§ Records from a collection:
_ _ _ _ _

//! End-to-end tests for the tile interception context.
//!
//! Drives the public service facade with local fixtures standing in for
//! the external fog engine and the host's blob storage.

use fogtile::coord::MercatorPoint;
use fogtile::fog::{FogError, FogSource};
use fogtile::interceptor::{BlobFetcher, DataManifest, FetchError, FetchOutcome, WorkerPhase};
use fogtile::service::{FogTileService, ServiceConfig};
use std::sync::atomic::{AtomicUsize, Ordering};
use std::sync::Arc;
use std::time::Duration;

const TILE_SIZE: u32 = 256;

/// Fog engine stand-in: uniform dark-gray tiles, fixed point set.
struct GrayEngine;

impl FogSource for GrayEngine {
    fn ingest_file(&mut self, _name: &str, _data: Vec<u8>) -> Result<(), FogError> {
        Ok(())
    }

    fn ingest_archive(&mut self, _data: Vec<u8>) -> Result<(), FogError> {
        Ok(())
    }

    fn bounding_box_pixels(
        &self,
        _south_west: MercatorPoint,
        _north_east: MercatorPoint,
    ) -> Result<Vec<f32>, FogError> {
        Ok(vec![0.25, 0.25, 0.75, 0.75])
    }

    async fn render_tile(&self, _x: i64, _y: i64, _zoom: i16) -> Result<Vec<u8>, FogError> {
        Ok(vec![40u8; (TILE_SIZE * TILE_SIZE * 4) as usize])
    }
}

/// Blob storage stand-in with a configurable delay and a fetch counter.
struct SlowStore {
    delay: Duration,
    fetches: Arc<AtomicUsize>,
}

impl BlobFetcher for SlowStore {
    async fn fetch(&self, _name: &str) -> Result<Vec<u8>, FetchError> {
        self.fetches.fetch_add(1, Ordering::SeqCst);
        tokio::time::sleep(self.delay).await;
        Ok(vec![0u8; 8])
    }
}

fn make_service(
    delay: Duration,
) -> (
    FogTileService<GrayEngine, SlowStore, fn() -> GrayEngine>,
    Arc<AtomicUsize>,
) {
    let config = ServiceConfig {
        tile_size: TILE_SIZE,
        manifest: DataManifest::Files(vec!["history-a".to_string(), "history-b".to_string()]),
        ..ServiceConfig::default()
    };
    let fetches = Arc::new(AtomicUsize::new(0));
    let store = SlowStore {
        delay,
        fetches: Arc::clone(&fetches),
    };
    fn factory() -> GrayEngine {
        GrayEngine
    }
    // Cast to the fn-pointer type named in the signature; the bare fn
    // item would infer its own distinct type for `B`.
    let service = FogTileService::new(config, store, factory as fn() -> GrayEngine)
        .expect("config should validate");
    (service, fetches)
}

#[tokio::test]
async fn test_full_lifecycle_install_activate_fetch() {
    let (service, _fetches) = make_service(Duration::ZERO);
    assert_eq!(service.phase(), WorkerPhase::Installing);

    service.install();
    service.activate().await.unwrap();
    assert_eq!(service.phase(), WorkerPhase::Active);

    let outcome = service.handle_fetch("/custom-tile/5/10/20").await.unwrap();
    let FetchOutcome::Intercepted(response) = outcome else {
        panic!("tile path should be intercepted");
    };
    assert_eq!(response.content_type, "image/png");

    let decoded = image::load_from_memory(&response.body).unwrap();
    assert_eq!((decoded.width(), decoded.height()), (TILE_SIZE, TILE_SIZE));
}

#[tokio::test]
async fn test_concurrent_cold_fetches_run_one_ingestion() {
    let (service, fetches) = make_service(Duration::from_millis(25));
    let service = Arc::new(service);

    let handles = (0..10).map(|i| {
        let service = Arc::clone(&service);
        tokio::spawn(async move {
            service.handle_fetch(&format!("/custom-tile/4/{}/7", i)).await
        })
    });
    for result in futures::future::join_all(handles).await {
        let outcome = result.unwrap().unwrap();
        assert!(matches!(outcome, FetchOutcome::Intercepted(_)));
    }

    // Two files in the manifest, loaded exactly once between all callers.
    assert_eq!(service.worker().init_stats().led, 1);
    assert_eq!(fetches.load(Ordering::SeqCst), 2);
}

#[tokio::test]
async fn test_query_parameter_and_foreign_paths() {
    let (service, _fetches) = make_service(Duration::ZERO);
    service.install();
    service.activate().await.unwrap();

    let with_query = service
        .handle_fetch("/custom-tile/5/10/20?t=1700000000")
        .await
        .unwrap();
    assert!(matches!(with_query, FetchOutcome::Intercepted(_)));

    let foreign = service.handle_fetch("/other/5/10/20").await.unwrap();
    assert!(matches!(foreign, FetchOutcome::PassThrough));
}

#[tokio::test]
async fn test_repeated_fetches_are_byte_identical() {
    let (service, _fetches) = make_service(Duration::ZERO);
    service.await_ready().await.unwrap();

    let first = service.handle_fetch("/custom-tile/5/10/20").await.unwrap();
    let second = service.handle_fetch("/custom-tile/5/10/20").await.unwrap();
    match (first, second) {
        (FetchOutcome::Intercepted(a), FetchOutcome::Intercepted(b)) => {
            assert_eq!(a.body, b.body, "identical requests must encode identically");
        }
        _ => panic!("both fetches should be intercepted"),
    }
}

_ _ _ _ _

What do the lines above say from the one containing "let decoded = image::load_from_memory(&response.body).unwrap();" down to the one containing "let (service, fetches)"? Return them exactly, both end lines included, and only them.

§ YOUR SOLUTION:
    let decoded = image::load_from_memory(&response.body).unwrap();
    assert_eq!((decoded.width(), decoded.height()), (TILE_SIZE, TILE_SIZE));
}

#[tokio::test]
async fn test_concurrent_cold_fetches_run_one_ingestion() {
    let (service, fetches) = make_service(Duration::from_millis(25));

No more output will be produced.